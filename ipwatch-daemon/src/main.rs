use std::sync::atomic::AtomicBool;
use std::sync::Arc;

use clap::Parser;
use tracing::error;
use tracing_subscriber::EnvFilter;

use ipwatch_capture::interface_exists;
use ipwatch_daemon::args::Cli;
use ipwatch_daemon::run;

fn init_tracing(verbose: u8) {
    let default_level = match verbose {
        0 => "info",
        1 => "debug",
        _ => "trace",
    };
    let filter =
        EnvFilter::try_from_default_env().unwrap_or_else(|_| EnvFilter::new(default_level));
    tracing_subscriber::fmt().with_env_filter(filter).init();
}

fn main() {
    let cli = Cli::parse();
    init_tracing(cli.verbose);

    let config = cli.into_config();
    if let Err(e) = config.validate() {
        error!("{}", e);
        std::process::exit(1);
    }
    if let Err(e) = interface_exists(&config.ifname) {
        error!("{}", e);
        std::process::exit(1);
    }

    let shutdown = Arc::new(AtomicBool::new(false));
    if let Err(e) = run(&config, shutdown) {
        error!("{}", e);
        std::process::exit(1);
    }
}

········

Activity: Recopy the entries above in their entirety, exactly.

Your response:
filename ipwatch-daemon/src/main.rs
use std::sync::atomic::AtomicBool;
use std::sync::Arc;

use clap::Parser;
use tracing::error;
use tracing_subscriber::EnvFilter;

use ipwatch_capture::interface_exists;
use ipwatch_daemon::args::Cli;
use ipwatch_daemon::run;

fn init_tracing(verbose: u8) {
    let default_level = match verbose {
        0 => "info",
        1 => "debug",
        _ => "trace",
    };
    let filter =
        EnvFilter::try_from_default_env().unwrap_or_else(|_| EnvFilter::new(default_level));
    tracing_subscriber::fmt().with_env_filter(filter).init();
}

fn main() {
    let cli = Cli::parse();
    init_tracing(cli.verbose);

    let config = cli.into_config();
    if let Err(e) = config.validate() {
        error!("{}", e);
        std::process::exit(1);
    }
    if let Err(e) = interface_exists(&config.ifname) {
        error!("{}", e);
        std::process::exit(1);
    }

    let shutdown = Arc::new(AtomicBool::new(false));
    if let Err(e) = run(&config, shutdown) {
        error!("{}", e);
        std::process::exit(1);
    }
}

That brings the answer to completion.